The few that did stand out, such as the recently departed Torrey Smith, haven't come often enough to suit an organization attempting to achieve more offensive balance and at least partially shed its run-first reputation.
The 2014 season went a long way toward doing that, as the Ravens' offense set franchise records for points (409) and yards (5,838), while posting its second-highest amount of net passing yards (3,819) and passing touchdowns (27).
Smith contributed 11 of those touchdowns before leaving for the San Francisco 49ers as an unrestricted free agent. Perriman is seen as someone who can instantly fill the "X" (split end) downfield role opposite workhorse chain-moving flanker Steve Smith Sr.
But despite his speed and resume, Perriman knows he simply can't keep doing the same things he did at the collegiate level.
Adjusting to the speed of the game, running crisper routes, developing more stamina and concentrating enough to avoid the drops that have plagued his career are all important to him. Increased cardio training and learning how to line up in a more consistent stance that allows him to explode off the line have been the biggest steps Perriman has taken.
"I feel like I did good," Perriman said of his offseason program. "That was a main point of my training for the most part. I feel like I know when I get tired, my mind starts wandering, and things [don't] really go downhill, but I feel like I'm not as consistent. So that's something that I have been preparing myself for, and I feel like I'll do just fine with it.
"[Wide receivers] Coach [Bobby Engram] has really showed me a lot of things, especially with the release [off press coverage]. In college, you really didn't see a lot of [that], and I feel like since I got here, that's basically all you're going to get is straight press release.
"And he helped me a lot, tremendously, with my stance -- made me get more of a balanced stance -- and I'm more powerful coming out of it. So he has been teaching me a lot of great things."

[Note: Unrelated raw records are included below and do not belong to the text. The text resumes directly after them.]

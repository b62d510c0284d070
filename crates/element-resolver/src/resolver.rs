//! Tiered element resolution
//!
//! [`ElementResolver::find_element`] escalates through three strategies,
//! cheapest and most certain first:
//!
//! 1. **exact**: the caller's primary selector against the standard finder
//! 2. **memory**: selectors that located this element before, best first
//! 3. **vision**: ask the vision model to find the element in a screenshot
//!
//! A tier only runs when the previous one missed. Every attempt, hit or miss,
//! is written back to the [`SelectorMemory`], so repeated runs against the same
//! app version resolve more often in the cheap tiers.

use crate::finder::{find_with_selector, StandardFinder};
use crate::mapping::ElementMapping;
use crate::memory::{MemoryStats, SelectorMemory};
use crate::selector::{Selector, SelectorKind};
use crate::utils::normalize_key;
use element_vision::{Coordinates, VisionLocator};
use serde::{Deserialize, Serialize};
use std::sync::Arc;
use tracing::{debug, info, instrument};

/// Which tier produced a [`FindResult`]
#[derive(Debug, Clone, Copy, PartialEq, Eq, Serialize, Deserialize)]
#[serde(rename_all = "lowercase")]
pub enum FindMethod {
    Exact,
    Memory,
    Vision,
    #[serde(rename = "none")]
    NotFound,
}

/// Outcome of a single resolution
#[derive(Debug, Clone, PartialEq, Serialize)]
pub struct FindResult {
    pub found: bool,
    pub method: FindMethod,
    pub coordinates: Option<Coordinates>,
    /// The selector that located the element
    pub selector: Option<Selector>,
    pub confidence: f64,
    pub description: String,
}

impl FindResult {
    fn not_found(description: String) -> Self {
        Self {
            found: false,
            method: FindMethod::NotFound,
            coordinates: None,
            selector: None,
            confidence: 0.0,
            description,
        }
    }
}

pub struct ElementResolver {
    finder: Arc<dyn StandardFinder>,
    memory: Arc<SelectorMemory>,
    vision: Option<Arc<VisionLocator>>,
}

impl ElementResolver {
    /// Resolver without a vision tier; call [`with_vision`](Self::with_vision) to add one.
    pub fn new(finder: Arc<dyn StandardFinder>, memory: Arc<SelectorMemory>) -> Self {
        Self {
            finder,
            memory,
            vision: None,
        }
    }

    pub fn with_vision(mut self, vision: Arc<VisionLocator>) -> Self {
        self.vision = Some(vision);
        self
    }

    pub fn memory(&self) -> &Arc<SelectorMemory> {
        &self.memory
    }

    /// Resolve `element_key` in `app_id`, starting from `primary`.
    ///
    /// Never fails: an element no tier can find comes back with
    /// `found == false`, method `none` and confidence 0.
    #[instrument(skip(self, primary), fields(primary = %primary))]
    pub async fn find_element(
        &self,
        app_id: &str,
        element_key: &str,
        primary: &Selector,
    ) -> FindResult {
        if let Some(result) = self.try_exact(app_id, element_key, primary).await {
            return result;
        }
        if let Some(result) = self.try_memory(app_id, element_key, primary).await {
            return result;
        }
        if let Some(result) = self.try_vision(app_id, element_key).await {
            return result;
        }

        info!(
            "[resolver] '{}' in {} not found by any strategy",
            element_key, app_id
        );
        FindResult::not_found(format!("Element '{element_key}' not found"))
    }

    pub fn get_app_mappings(&self, app_id: &str) -> Vec<ElementMapping> {
        self.memory.get_app_mappings(app_id)
    }

    pub fn get_stats(&self) -> MemoryStats {
        self.memory.get_stats()
    }

    async fn try_exact(
        &self,
        app_id: &str,
        element_key: &str,
        primary: &Selector,
    ) -> Option<FindResult> {
        let selector = Selector::native(primary.kind, primary.value.clone());
        if !selector.kind.is_queryable() {
            debug!("[resolver] primary selector {} cannot be queried", selector);
            return None;
        }

        let Some(coordinates) = find_with_selector(self.finder.as_ref(), &selector).await else {
            debug!("[resolver] primary selector {} missed", selector);
            self.memory
                .record_failure(app_id, element_key, selector.kind, &selector.value)
                .await;
            return None;
        };

        info!(
            "[resolver] '{}' found by primary selector {} at {}",
            element_key, selector, coordinates
        );
        self.memory
            .record_success(app_id, element_key, selector.clone(), Some(coordinates))
            .await;

        Some(FindResult {
            found: true,
            method: FindMethod::Exact,
            coordinates: Some(coordinates),
            description: format!("Found by {selector}"),
            selector: Some(selector),
            confidence: 1.0,
        })
    }

    async fn try_memory(
        &self,
        app_id: &str,
        element_key: &str,
        primary: &Selector,
    ) -> Option<FindResult> {
        let candidates = self
            .memory
            .get_selectors(app_id, element_key)
            .into_iter()
            .filter(|s| s.kind.is_queryable() && !s.same_target(primary));

        for selector in candidates {
            debug!(
                "[resolver] trying remembered selector {} ({:.2})",
                selector, selector.confidence
            );
            match find_with_selector(self.finder.as_ref(), &selector).await {
                Some(coordinates) => {
                    info!(
                        "[resolver] '{}' found by remembered selector {} at {}",
                        element_key, selector, coordinates
                    );
                    let confidence = selector.confidence;
                    self.memory
                        .record_success(app_id, element_key, selector.clone(), Some(coordinates))
                        .await;
                    return Some(FindResult {
                        found: true,
                        method: FindMethod::Memory,
                        coordinates: Some(coordinates),
                        description: format!("Found by remembered {selector}"),
                        selector: Some(selector),
                        confidence,
                    });
                }
                None => {
                    self.memory
                        .record_failure(app_id, element_key, selector.kind, &selector.value)
                        .await;
                }
            }
        }
        None
    }

    async fn try_vision(&self, app_id: &str, element_key: &str) -> Option<FindResult> {
        let vision = self.vision.as_ref()?;
        let Some(screenshot) = self.finder.get_screenshot().await else {
            debug!("[resolver] no screenshot available, skipping vision");
            return None;
        };
        let screen = self.finder.get_screen_size().await;
        let hint = self
            .memory
            .find_element(app_id, element_key)
            .and_then(|m| m.visual_description);

        let result = vision
            .find_element_with_hint(
                &screenshot,
                element_key,
                hint.as_deref(),
                screen.width,
                screen.height,
            )
            .await;

        let visual_value = normalize_key(element_key);
        let coordinates = match (result.found, result.coordinates) {
            (true, Some(coordinates)) => coordinates,
            _ => {
                self.memory
                    .record_failure(app_id, element_key, SelectorKind::Visual, &visual_value)
                    .await;
                return None;
            }
        };

        info!(
            "[resolver] '{}' found by vision at {} ({:.2})",
            element_key, coordinates, result.confidence
        );
        let selector = Selector::new(SelectorKind::Visual, visual_value, result.confidence);
        self.memory
            .record_success(app_id, element_key, selector.clone(), Some(coordinates))
            .await;
        if !result.description.trim().is_empty() {
            self.memory
                .set_visual_description(app_id, element_key, &result.description)
                .await;
        }

        Some(FindResult {
            found: true,
            method: FindMethod::Vision,
            coordinates: Some(coordinates),
            selector: Some(selector),
            confidence: result.confidence,
            description: result.description,
        })
    }
}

Engram, who played 14 seasons in the league as a receiver with the Chicago Bears, Seattle Seahawks and Kansas City Chiefs, likes Perriman's work ethic, one that has been slightly compromised by the injury.
"The sky is the limit to how much time he's willing to put in," Engram said. "And he's a worker, and on the field, we just keep working the fundamentals, getting in and out of breaks, transitioning, tracking the ball, being aggressive back to the ball -- all the things he's working on since he started playing receiver."
Of all those who work with receivers, the one Perriman has to impress the most is the one throwing him the ball, quarterback Joe Flacco.
During the spring practice season, the strong-armed signal-caller got plenty of chances to put Perriman through the entire route tree, throwing him short slants and intermediate sideline routes as well as the spectacular downfield bombs.
Despite the occasional drops, Perriman did haul in several outstanding catches, prompting Flacco to feel good about the rookie's mental makeup.
"Everybody is going to make [mistakes], especially young guys," Flacco said. "We have to make sure that we work through them and they get tough because of it [and that] they don't go downhill because of it.
"I think [Perriman is] the type of guy that is going to react well to it, and he's going to want to go back out there and make another play, and I think that we've seen that so far. We've just got to make sure it continues to happen."
If it does, Perriman could put his name alongside the many young receivers who have made a considerable impact on the league in a short time.
In 2014, the rookie receiver class placed six players among the league's top 45 in receptions, led by the New York Giants' Odell Beckham, Jr., the Miami Dolphins' Jarvis Landry and the Tampa Bay Buccaneers' Mike Evans.
This year, Perriman's draft classmates include Kevin White (Chicago Bears), DeVante Parker (Miami Dolphins), Phillip Dorsett (Indianapolis Colts), Amari Cooper (Oakland Raiders) and Nelson Agholor (Philadelphia Eagles), all drafted in the first round. The second-round group wasn't too shabby, either, featuring Dorial Green-Beckham (Tennessee Titans) and Devin Smith (New York Jets).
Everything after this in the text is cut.